I personally think it's the other person's ignorance that boxes in certain meanings to certain words. For example, when Palin got all worked up over the use of the word retard. She's the one who gave her son that label by bringing him up. No one had said that about her son. To me that word means someone who is dumb or stupid, not handicapped. I understand it's probably generational, but words are only worth the weight we put behind them. Why perpetuate it by giving it value.

Attila the Mom said...

Some people are offended, some aren't. I truly believe it's up to the person who has a disability to decide how they want to be defined...not their parents, not society.

I don't think it's "PC" to use People-First language. I think it shows consideration until you are sure how the person you are addressing/talking about feels about it.

My son has become a great advocate for himself. When people refer to him as autistic he gently corrects them with "excuse me, but autism is something I have, not something I am."

Others feel that autism is something that defines them, and I don't have any problems with that. I would rather err on the side of courtesy than on the side of asshattery. But that's just me. LOL

JMO, of course

Sheri said...

Good points ladies!

Mary, btw, sp stinking weird you would use the Miami tribe of Indiana! I am a direct descendant of the Miami here in Allen County! Cool.

marythemom said...

Cool! My kids are members of the Miami Tribe of Indiana although I haven't gotten them officially enrolled since I haven't had time to get original birth certificates to send in (and sit down with someone about how to fill out the forms since it is through birth family that they qualify.

Mary in TX

Jules said...

I agree that it's your decision to choose the words to describe yourself and your son since you're obviously being respectful.

However, what disturbs me is that the right uses the term "PC" pejoratively for virtually any notion with any kind of ethical motivation (see one of the comments above: "orwellian", "PC police", etc).
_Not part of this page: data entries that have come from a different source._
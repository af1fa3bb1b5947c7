//! Target/reference links.
//!
//! A directed many-to-many relation between target records and the reference records
//! they were measured against. Both endpoints must be visible records.

use rusqlite::types::Value;
use rusqlite::{params, params_from_iter};
use tracing::debug;

use crate::commands::helpers::{require_record, require_records};
use crate::error::{Result, SpectraError, StoreContext};
use crate::model::{CampaignId, Link, RecordId};
use crate::session::Session;

/// Link `target` to every reference. Returns how many links were actually created;
/// links that already exist are skipped without error.
pub fn link_targets_to_references(
    session: &mut Session,
    target: RecordId,
    references: &[RecordId],
) -> Result<usize> {
    if references.contains(&target) {
        return Err(SpectraError::InvalidArgument(format!(
            "record {} cannot be its own reference",
            target
        )));
    }
    let visibility = &session.visibility;
    let created = session.db.write("link records", |tx| {
        require_record(tx, visibility, target)?;
        let references = require_records(tx, visibility, references)?;
        let mut stmt = tx
            .prepare(
                "INSERT OR IGNORE INTO target_reference_link (target_id, reference_id)
                 VALUES (?, ?)",
            )
            .during("link records")?;
        let mut created = 0;
        for reference in references {
            created += stmt
                .execute(params![target, reference])
                .during("link records")?;
        }
        Ok(created)
    })?;
    debug!(target = %target, created, "records linked");
    Ok(created)
}

/// Links matching both endpoints; `None` matches any record.
pub fn get_links(
    session: &Session,
    target: Option<RecordId>,
    reference: Option<RecordId>,
) -> Result<Vec<Link>> {
    session.db.read("get links", |conn| {
        let mut sql = String::from(
            "SELECT l.target_id, l.reference_id, t.campaign_id, r.campaign_id
             FROM target_reference_link l
             JOIN record t ON t.record_id = l.target_id
             JOIN record r ON r.record_id = l.reference_id",
        );
        let mut conditions = Vec::new();
        let mut params = Vec::new();
        if let Some(target) = target {
            conditions.push("l.target_id = ?");
            params.push(Value::Integer(target.0));
        }
        if let Some(reference) = reference {
            conditions.push("l.reference_id = ?");
            params.push(Value::Integer(reference.0));
        }
        if !conditions.is_empty() {
            sql.push_str(" WHERE ");
            sql.push_str(&conditions.join(" AND "));
        }
        sql.push_str(" ORDER BY l.target_id, l.reference_id");

        let mut stmt = conn.prepare(&sql).during("get links")?;
        let rows = stmt
            .query_map(params_from_iter(params.iter()), |row| {
                Ok((
                    Link {
                        target_id: row.get(0)?,
                        reference_id: row.get(1)?,
                    },
                    row.get::<_, CampaignId>(2)?,
                    row.get::<_, CampaignId>(3)?,
                ))
            })
            .during("get links")?
            .collect::<rusqlite::Result<Vec<_>>>()
            .during("get links")?;
        Ok(rows
            .into_iter()
            .filter(|(_, t, r)| session.visibility.allows(*t) && session.visibility.allows(*r))
            .map(|(link, _, _)| link)
            .collect())
    })
}

/// Remove every link whose target is `target`. Returns the number removed.
pub fn delete_links_by_target(session: &mut Session, target: RecordId) -> Result<usize> {
    let visibility = &session.visibility;
    session.db.write("delete links", |tx| {
        require_record(tx, visibility, target)?;
        tx.execute(
            "DELETE FROM target_reference_link WHERE target_id = ?",
            [target],
        )
        .during("delete links")
    })
}

/// Remove a single link. Returns whether it existed.
pub fn remove_link(session: &mut Session, target: RecordId, reference: RecordId) -> Result<bool> {
    let visibility = &session.visibility;
    session.db.write("remove link", |tx| {
        require_record(tx, visibility, target)?;
        let removed = tx
            .execute(
                "DELETE FROM target_reference_link WHERE target_id = ? AND reference_id = ?",
                params![target, reference],
            )
            .during("remove link")?;
        Ok(removed > 0)
    })
}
In so doing, they deride the ideology of a society that embraces a free and open exchange of ideas, and one in which ethical concerns (as well as pragmatic concerns) are relevant.

Underlying every complaint of "PC" is the absurd notion that members of dominant mainstream society (WASPs) have been victimized by an arbitrarily hypersensitive prohibition against linguistic and cultural constructions that are considered historical manifestations of bigotry.

In the debate over America's alleged climate of "political correctness", there's a stark asymmetry of power between the defiant megaphone-wielders who complain of being constrained by humorless hypersensitivity from below, and the under-represented people of color, women, LGBT, handicapped, poor, and otherwise marginalized or dispossessed people who have no choice but to absorb the linguistic, cultural, and physical barbs of the ruling class. The former feel psycho-emotionally oppressed by their inability to crack puerile ethnic jokes without criticism; the latter simply are oppressed.